A administração da loja entendia que poderia abrir e funcionar como correspondente bancário (caixas)/Crédito: Mirna Graciela/Notisul

A reportagem circulou hoje (3) pelo Centro de Tubarão e flagrou uma ação da Polícia Militar no momento em que fechavam as portas de uma loja de eletrodomésticos tradicional na cidade por não estar cumprindo as determinações do decreto estadual.

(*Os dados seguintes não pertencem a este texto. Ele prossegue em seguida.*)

use std::fmt::{self, Debug, Formatter};
use std::sync::Arc;

use parking_lot::Mutex;

/// A type-level boolean.
///
/// Used to compute whether an environment contains a scoped capability.
pub trait Flag {
    /// Logical disjunction with another flag.
    type Or<B: Flag>: Flag;
}

/// The flag that is set.
pub enum Yes {}

/// The flag that is not set.
pub enum No {}

impl Flag for Yes {
    type Or<B: Flag> = Yes;
}

impl Flag for No {
    type Or<B: Flag> = B;
}

/// A single service that an effect can require from its environment.
///
/// Implement this through `#[derive(Capability)]`, which also makes the type
/// usable as an [`Environment`] on its own.
pub trait Capability: Clone + Send + Sync + 'static {
    /// Whether the capability requires deterministic release at the end of a
    /// caller-defined scope.
    type Scoped: Flag;
}

/// Everything an effect needs to run.
///
/// Implemented for `()`, for single capabilities and for tuples of up to
/// eight capabilities.
pub trait Environment: Clone + Send + Sync + 'static {
    /// Whether any part of the environment is scoped.
    type Scoped: Flag;
}

impl Environment for () {
    type Scoped = No;
}

macro_rules! tuple_environment {
    ($head:ident $(, $tail:ident)*) => {
        impl<$head: Capability, $($tail: Capability),*> Environment for ($head, $($tail,)*) {
            type Scoped = <<$head as Capability>::Scoped as Flag>::Or<
                <($($tail,)*) as Environment>::Scoped,
            >;
        }
    };
}

tuple_environment! { A }
tuple_environment! { A, B }
tuple_environment! { A, B, C }
tuple_environment! { A, B, C, D }
tuple_environment! { A, B, C, D, E }
tuple_environment! { A, B, C, D, E, F }
tuple_environment! { A, B, C, D, E, F, G }
tuple_environment! { A, B, C, D, E, F, G, H }

/// An environment that does not contain any scoped capability.
///
/// Memoized results outlive the scope of the caller that produced them, so
/// only effects with an unscoped environment can be memoized.
///
/// ```compile_fail
/// use effect_memo::{wrap, Capability, Effect, MemoStore};
///
/// #[derive(Clone, Capability)]
/// #[capability(scoped = true)]
/// struct Connection;
///
/// #[derive(Clone, Capability)]
/// struct Clock;
///
/// let store = MemoStore::new();
/// let _ = wrap(&store, |id: u32| {
///     Effect::<u32, (), (Clock, Connection)>::succeed(id)
/// });
/// ```
#[diagnostic::on_unimplemented(
    message = "effects that require `{Self}` cannot be memoized because it contains a scoped capability",
    label = "requires a scoped capability",
    note = "resources acquired in a `Scope` would be released while the memoized result is still alive"
)]
pub trait Unscoped: Environment {}

impl<R> Unscoped for R where R: Environment<Scoped = No> {}

/// A scope in which resources are acquired and then released when it closes.
///
/// This is the scoped capability: effects that require it can never be
/// memoized.
#[derive(Clone, Default)]
pub struct Scope(Arc<Mutex<ScopeState>>);

/// The finalizers of a scope.
#[derive(Default)]
struct ScopeState {
    finalizers: Vec<Box<dyn FnOnce() + Send>>,
    closed: bool,
}

impl Scope {
    /// Create a new open scope.
    pub fn new() -> Self {
        Self::default()
    }

    /// Register a finalizer to run when the scope closes.
    ///
    /// When the scope is already closed, the finalizer runs immediately.
    pub fn add_finalizer(&self, finalizer: impl FnOnce() + Send + 'static) {
        let mut state = self.0.lock();
        if state.closed {
            drop(state);
            finalizer();
            return;
        }
        state.finalizers.push(Box::new(finalizer));
    }

    /// Close the scope, running all finalizers in reverse order of
    /// registration. Closing twice does nothing.
    pub fn close(&self) {
        let finalizers = {
            let mut state = self.0.lock();
            state.closed = true;
            std::mem::take(&mut state.finalizers)
        };

        for finalizer in finalizers.into_iter().rev() {
            finalizer();
        }
    }

    /// Whether the scope was closed.
    pub fn is_closed(&self) -> bool {
        self.0.lock().closed
    }
}

impl AsRef<Scope> for Scope {
    fn as_ref(&self) -> &Scope {
        self
    }
}

impl Debug for Scope {
    fn fmt(&self, f: &mut Formatter) -> fmt::Result {
        let state = self.0.lock();
        f.debug_struct("Scope")
            .field("finalizers", &state.finalizers.len())
            .field("closed", &state.closed)
            .finish()
    }
}

impl Capability for Scope {
    type Scoped = Yes;
}

impl Environment for Scope {
    type Scoped = Yes;
}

“Estamos averiguando esta denúncia de que o estabelecimento que, deveria estar fechado, estaria com as portas abertas. A administração da loja entendia que poderia abrir e funcionar como correspondente bancário (caixas), mas foi um equívoco na interpretação deles, por isso foi determinado o fechamento. Eles não estavam vendendo. As portas estavam abertas e a área de produtos isolada com uma fita zebrada para fazer o corredor até os caixas”, explicou o sargento Souza da Polícia Militar.

Sobre o número de denúncias atendidas pela corporação, o sargento destaca que atualmente existem bastante, o que depende do horário e, no momento, durante à noite, há bem menos. “No primeiro decreto, assim que entrou em vigor tivemos somente em uma manhã 35 denúncias, mas que foram diminuindo com o tempo, porém ainda temos”, completou.

Souza enfatiza que o efetivo da PM está baixo tendo em vista que a demanda é grande, e há muitos policiais com suspeita que estão afastados e os de risco atuando em serviços internos.

Após o trabalho de fiscalização da PM na loja, que foi resolvido entre policiais e administração do estabelecimento no esclarecimento das normas a serem cumpridas (entraram em um entendimento), duas guarnições estavam se deslocando para outras  denúncias de que havia mais duas lojas que estavam desobedecendo as medidas do decreto. “Essas que estamos indo agora não estão com as portas abertas, mas realizando serviços internos”, finalizou.